Written by Deirdre Fulton, staff writer for Common Dreams. Published 8-16-15.

The NSA documents cite AT&T's "extreme willingness to help." (Mike Mozart/flickr/cc)

The NSA documents cite AT&T’s “extreme willingness to help.” (Mike Mozart/flickr/cc)

Newly disclosed National Security Agency documents show that the U.S. government’s relationship with telecom giant AT&T has been considered “unique and especially productive,” according to a joint investigation by the New York Times and ProPublica published Saturday.

The news organizations, whose team of journalists included Laura Poitras and James Risen, report that AT&T’s cooperation has involved a broad range of classified activities. The revelations are based on a trove of documents provided to the Times and ProPublica by NSA whistleblower Edward Snowden.

AT&T has given the NSA access, “through several methods covered under different legal rules,” to billions of emails, metadata records, and cellphone call records as they have flowed across its domestic networks, according to the reporting.

“The NSA’s top-secret budget in 2013 for the AT&T partnership was more than twice that of the next-largest such program, according to the documents,” the investigation revealed. “The company installed surveillance equipment in at least 17 of its Internet hubs on American soil, far more than its similarly sized competitor, Verizon.
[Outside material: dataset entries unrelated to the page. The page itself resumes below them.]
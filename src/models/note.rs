// src/models/note.rs

use chrono::{DateTime, Utc};
use serde::{Deserialize, Serialize};
use sqlx::FromRow;
use utoipa::{IntoParams, ToSchema};
use validator::Validate;

#[derive(Debug, Clone, Serialize, FromRow, ToSchema)]
pub struct Note {
    pub id: i64,
    pub user_id: i64,
    #[schema(example = "Belanja mingguan")]
    pub title: String,
    pub content: String,
    pub created_at: DateTime<Utc>,
    pub updated_at: DateTime<Utc>,
}

#[derive(Debug, Deserialize, Validate, ToSchema)]
pub struct NotePayload {
    #[validate(length(min = 1, max = 150, message = "Judul wajib diisi (maks. 150 karakter)."))]
    pub title: String,
    #[serde(default)]
    pub content: String,
}

#[derive(Debug, Clone, Default, Deserialize, IntoParams)]
#[into_params(parameter_in = Query)]
pub struct NoteQuery {
    /// Matches title or content, case-insensitively.
    pub q: Option<String>,
}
And its engineers were the first to try out new surveillance technologies invented by the eavesdropping agency.”

The direct link to AT&T isn’t explicit in the documents, as the corporate partnerships are referred to by code names. However, an analysis of “Fairview” program documents by the Times and ProPublica “reveals a constellation of evidence that points to AT&T as that program’s partner,” the article states. Several former intelligence officials confirmed that finding.

Privacy rights groups reacted to the news with outrage, if not surprise.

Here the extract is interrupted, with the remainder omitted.